Dans l’hypothèse où vous souhaiteriez un accompagnement à l’occasion d’une procédure de levée de fonds, n’hésitez pas à contacter notre Cabinet. 

L’objectif de la présente fiche pratique est de revenir de manière synthétique sur le fonctionnement de la clause dite de « ratchet », devant souvent faire l’objet de négociations. 

A cet égard, il reste plus exact de parler des clauses de ratchet, tant les options possibles en la matière sont nombreuses.

Quel est l’objectif de la clause de ratchet ? 

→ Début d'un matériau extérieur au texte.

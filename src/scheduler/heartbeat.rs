//! `HeartbeatRunner`: an adaptive tick interval that speeds up under
//! pressure (many unread events) and slows back down to a ceiling once
//! things go quiet for long enough.

use std::sync::Mutex;

use crate::config::HeartbeatConfig;

pub struct HeartbeatRunner {
    min_ms: u64,
    max_ms: u64,
    inactive_collapse_ticks: u32,
    state: Mutex<State>,
}

struct State {
    current_interval_ms: u64,
    consecutive_inactive_ticks: u32,
}

impl HeartbeatRunner {
    pub fn new(config: &HeartbeatConfig) -> Self {
        Self {
            min_ms: config.min_ms,
            max_ms: config.max_ms,
            inactive_collapse_ticks: config.inactive_collapse_ticks,
            state: Mutex::new(State {
                current_interval_ms: config.initial_ms.clamp(config.min_ms, config.max_ms),
                consecutive_inactive_ticks: 0,
            }),
        }
    }

    pub fn current_interval_ms(&self) -> u64 {
        self.state.lock().unwrap_or_else(std::sync::PoisonError::into_inner).current_interval_ms
    }

    /// Fold `unread_events` pressure into the interval: heavy pressure
    /// (>20) halves it, moderate pressure (>8) shaves a quarter off,
    /// none at all eases it back up by 20%. After
    /// `inactive_collapse_ticks` consecutive empty ticks the interval
    /// collapses straight to `max_ms` rather than easing there tick by
    /// tick.
    pub fn update(&self, unread_events: u64) -> u64 {
        let mut state = self.state.lock().unwrap_or_else(std::sync::PoisonError::into_inner);

        if unread_events > 20 {
            state.current_interval_ms = (state.current_interval_ms / 2).max(self.min_ms);
            state.consecutive_inactive_ticks = 0;
        } else if unread_events > 8 {
            state.current_interval_ms = ((state.current_interval_ms * 3) / 4).max(self.min_ms);
            state.consecutive_inactive_ticks = 0;
        } else if unread_events == 0 {
            state.consecutive_inactive_ticks += 1;
            if state.consecutive_inactive_ticks >= self.inactive_collapse_ticks {
                state.current_interval_ms = self.max_ms;
            } else {
                state.current_interval_ms = ((state.current_interval_ms * 6) / 5).min(self.max_ms);
            }
        }

        state.current_interval_ms
    }
}

#[cfg(test)]
mod tests {
    use super::*;

    fn config() -> HeartbeatConfig {
        HeartbeatConfig {
            min_ms: 1_000,
            max_ms: 60_000,
            initial_ms: 10_000,
            inactive_collapse_ticks: 3,
        }
    }

    #[test]
    fn heavy_pressure_halves_the_interval_down_to_the_floor() {
        let runner = HeartbeatRunner::new(&config());
        assert_eq!(runner.update(25), 5_000);
        assert_eq!(runner.update(25), 2_500);
        assert_eq!(runner.update(25), 1_250);
        assert_eq!(runner.update(25), 1_000);
    }

    #[test]
    fn moderate_pressure_eases_off_by_a_quarter() {
        let runner = HeartbeatRunner::new(&config());
        assert_eq!(runner.update(10), 7_500);
    }

    #[test]
    fn idle_ticks_ease_up_gradually_then_collapse_to_max() {
        let runner = HeartbeatRunner::new(&config());
        assert_eq!(runner.update(0), 12_000);
        assert_eq!(runner.update(0), 14_400);
        assert_eq!(runner.update(0), 60_000);
    }
}
//! `MemoryStore`: append-only markdown memory over a workspace
//! directory. `MEMORY.md` holds the rolling working set; `memory/
//! YYYY-MM-DD.md` holds the day's raw event log. Trim and compaction
//! keep both bounded without ever deleting a line the caller marked
//! keep-always.

mod compaction;

pub use compaction::{CompactionOutcome, compact};

use std::path::{Path, PathBuf};

use chrono::Utc;
use percent_encoding::{AsciiSet, CONTROLS, percent_decode_str, utf8_percent_encode};

use crate::config::CompactionConfig;
use crate::error::{CoreError, Result};

const TAG_ESCAPE: &AsciiSet = &CONTROLS.add(b';').add(b'=').add(b']').add(b'%');

#[derive(Debug, Clone, Copy, PartialEq, Eq)]
pub enum MemoryLayer {
    Core,
    Daily,
}

#[derive(Debug, Clone)]
pub struct MemoryRecord {
    pub key: String,
    pub value: String,
    pub layer: MemoryLayer,
    pub provenance_source_class: String,
    pub provenance_reference: String,
    pub keep_always: bool,
}

pub struct MemoryStore {
    workspace_dir: PathBuf,
}

impl MemoryStore {
    pub fn new(workspace_dir: impl Into<PathBuf>) -> Self {
        Self {
            workspace_dir: workspace_dir.into(),
        }
    }

    pub fn core_path(&self) -> PathBuf {
        self.workspace_dir.join("MEMORY.md")
    }

    pub fn daily_path(&self, date: chrono::NaiveDate) -> PathBuf {
        self.workspace_dir.join("memory").join(format!("{}.md", date.format("%Y-%m-%d")))
    }

    /// Append one tagged line to the record's target file (core for
    /// `MemoryLayer::Core`, today's daily file otherwise). Never removes
    /// existing lines: the whole file is read, the header is added if the
    /// file is new, the line is appended, and the whole thing is
    /// rewritten.
    pub fn append_event(&self, record: &MemoryRecord) -> Result<()> {
        let path = match record.layer {
            MemoryLayer::Core => self.core_path(),
            MemoryLayer::Daily => self.daily_path(Utc::now().date_naive()),
        };
        self.append_line(&path, &render_line(record))
    }

    fn append_line(&self, path: &Path, line: &str) -> Result<()> {
        if let Some(parent) = path.parent() {
            std::fs::create_dir_all(parent).map_err(|e| CoreError::Other(e.into()))?;
        }

        let mut existing = std::fs::read_to_string(path).unwrap_or_default();
        if existing.is_empty() {
            existing.push_str(&format!("# {}\n\n", header_for(path)));
        }
        if !existing.ends_with('\n') {
            existing.push('\n');
        }
        existing.push_str(line);
        existing.push('\n');

        let tmp = path.with_extension("tmp");
        std::fs::write(&tmp, &existing).map_err(|e| CoreError::Other(e.into()))?;
        std::fs::rename(&tmp, path).map_err(|e| CoreError::Other(e.into()))?;
        Ok(())
    }

    /// Keyword-overlap scored recall over the core memory file's lines.
    pub fn recall_scoped(&self, query: &str, limit: usize) -> Result<Vec<String>> {
        let contents = std::fs::read_to_string(self.core_path()).unwrap_or_default();
        let query_terms: Vec<String> = query.to_lowercase().split_whitespace().map(str::to_string).collect();

        let mut scored: Vec<(usize, &str)> = contents
            .lines()
            .filter(|l| l.trim_start().starts_with("- **"))
            .map(|line| {
                let lower = line.to_lowercase();
                let score = query_terms.iter().filter(|t| lower.contains(t.as_str())).count();
                (score, line)
            })
            .filter(|(score, _)| *score > 0)
            .collect();

        scored.sort_by(|a, b| b.0.cmp(&a.0));
        Ok(scored.into_iter().take(limit).map(|(_, l)| l.to_string()).collect())
    }

    /// Trim the core file down to `config.max_records`/`config.max_chars`,
    /// archiving anything dropped rather than discarding it, unless the
    /// line is tagged keep-always.
    pub fn trim(&self, config: &CompactionConfig) -> Result<CompactionOutcome> {
        compaction::trim_core_file(&self.core_path(), config)
    }
}

fn header_for(path: &Path) -> String {
    path.file_stem().and_then(|s| s.to_str()).unwrap_or("memory").to_string()
}

fn render_line(record: &MemoryRecord) -> String {
    let layer = match record.layer {
        MemoryLayer::Core => "core",
        MemoryLayer::Daily => "daily",
    };
    format!(
        "- **{}** [md:layer={};provenance_source_class={};provenance_reference={}{}]: {}",
        record.key,
        layer,
        encode_tag_value(&record.provenance_source_class),
        encode_tag_value(&record.provenance_reference),
        if record.keep_always { ";keep_always=true" } else { "" },
        record.value,
    )
}

pub fn encode_tag_value(value: &str) -> String {
    utf8_percent_encode(value, TAG_ESCAPE).to_string()
}

pub fn decode_tag_value(value: &str) -> String {
    percent_decode_str(value).decode_utf8_lossy().into_owned()
}

#[cfg(test)]
mod tests {
    use super::*;

    fn record(key: &str, keep_always: bool) -> MemoryRecord {
        MemoryRecord {
            key: key.to_string(),
            value: "some observed fact".to_string(),
            layer: MemoryLayer::Core,
            provenance_source_class: "tool_output".to_string(),
            provenance_reference: "run:abc123".to_string(),
            keep_always,
        }
    }

    #[test]
    fn append_event_creates_header_then_appends_lines() {
        let dir = tempfile::tempdir().unwrap();
        let store = MemoryStore::new(dir.path());
        store.append_event(&record("pref.tone", false)).unwrap();
        store.append_event(&record("pref.timezone", false)).unwrap();

        let contents = std::fs::read_to_string(store.core_path()).unwrap();
        assert!(contents.starts_with("# MEMORY"));
        assert_eq!(contents.lines().filter(|l| l.starts_with("- **")).count(), 2);
    }

    #[test]
    fn tag_values_with_special_characters_round_trip() {
        let encoded = encode_tag_value("source=web;ref]broken%");
        assert!(!encoded.contains(';'));
        assert!(!encoded.contains(']'));
        let decoded = decode_tag_value(&encoded);
        assert_eq!(decoded, "source=web;ref]broken%");
    }

    #[test]
    fn recall_scoped_ranks_by_keyword_overlap() {
        let dir = tempfile::tempdir().unwrap();
        let store = MemoryStore::new(dir.path());
        store.append_event(&record("pref.editor", false)).unwrap();
        let mut r2 = record("pref.language", false);
        r2.value = "prefers rust and cargo tooling".to_string();
        store.append_event(&r2).unwrap();

        let results = store.recall_scoped("rust cargo", 5).unwrap();
        assert_eq!(results.len(), 1);
        assert!(results[0].contains("rust"));
    }

    #[test]
    fn daily_path_is_scoped_by_date() {
        let dir = tempfile::tempdir().unwrap();
        let store = MemoryStore::new(dir.path());
        let date = chrono::NaiveDate::from_ymd_opt(2026, 7, 26).unwrap();
        let path = store.daily_path(date);
        assert!(path.ends_with("memory/2026-07-26.md"));
    }
}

Le mécanisme de ratchet a vocation à protéger les actionnaires investisseurs contre les risques de dilution financière, en cas d’émission par la société financée de nouveaux titres à un prix inférieur à celui qui leur a été proposé. 

Le mécanisme de protection est en effet relativement simple ; un investisseur ayant souscrit à une augmentation de capital sur une valeur pre-money de la société de 1.000.000 €, pourra se sentir lésé dans l’hypothèse où une nouvelle levée de fonds s’effectuerait sur une valeur pre-money de 800.000 € par exemple. 

En effet, dans cette situation, la participation initiale de l’investisseur serait diluée par l’entrée d’un nouvel investisseur pouvant obtenir une partie du capital de la société équivalente ou supérieure, tout en versant une somme moins importante que celle versée par le premier investisseur. 

Cette situation aurait notamment deux impacts majeurs :  

  • La participation de l’investisseur initial serait diluée ; 
  • Mais surtout, les participations obtenues par l’investisseur initial seraient dévalorisées.  

Afin de pallier cette situation, plusieurs options sont envisageables lors de la rédaction du pacte, et notamment :  

  • Une clause de retrait de l’investisseur et le rachat de ses titres dans l’hypothèse d’une nouvelle levée de fonds, cette clause de retrait prévoyant généralement que la valorisation des titres de l’investisseur ne puisse être inférieure au montant initial accompagné d’un taux de rendement interne (TRI) ;  
  • Une clause de ratchet.  

L’inconvénient de la clause de retrait reste qu’elle risque de limiter le recours à des levées de fonds ultérieures. 

En conséquence, la clause de ratchet permet au premier investisseur de se maintenir au capital, par un mécanisme de relution lui permettant de conserver son taux de participation initial, tout en ne versant aucune somme supplémentaire. 

Ainsi, la clause de ratchet permet de garantir aux investisseurs la possibilité de souscrire de nouveaux titres pour compenser la dépréciation de leurs actions, pour un coût quasi-nul. 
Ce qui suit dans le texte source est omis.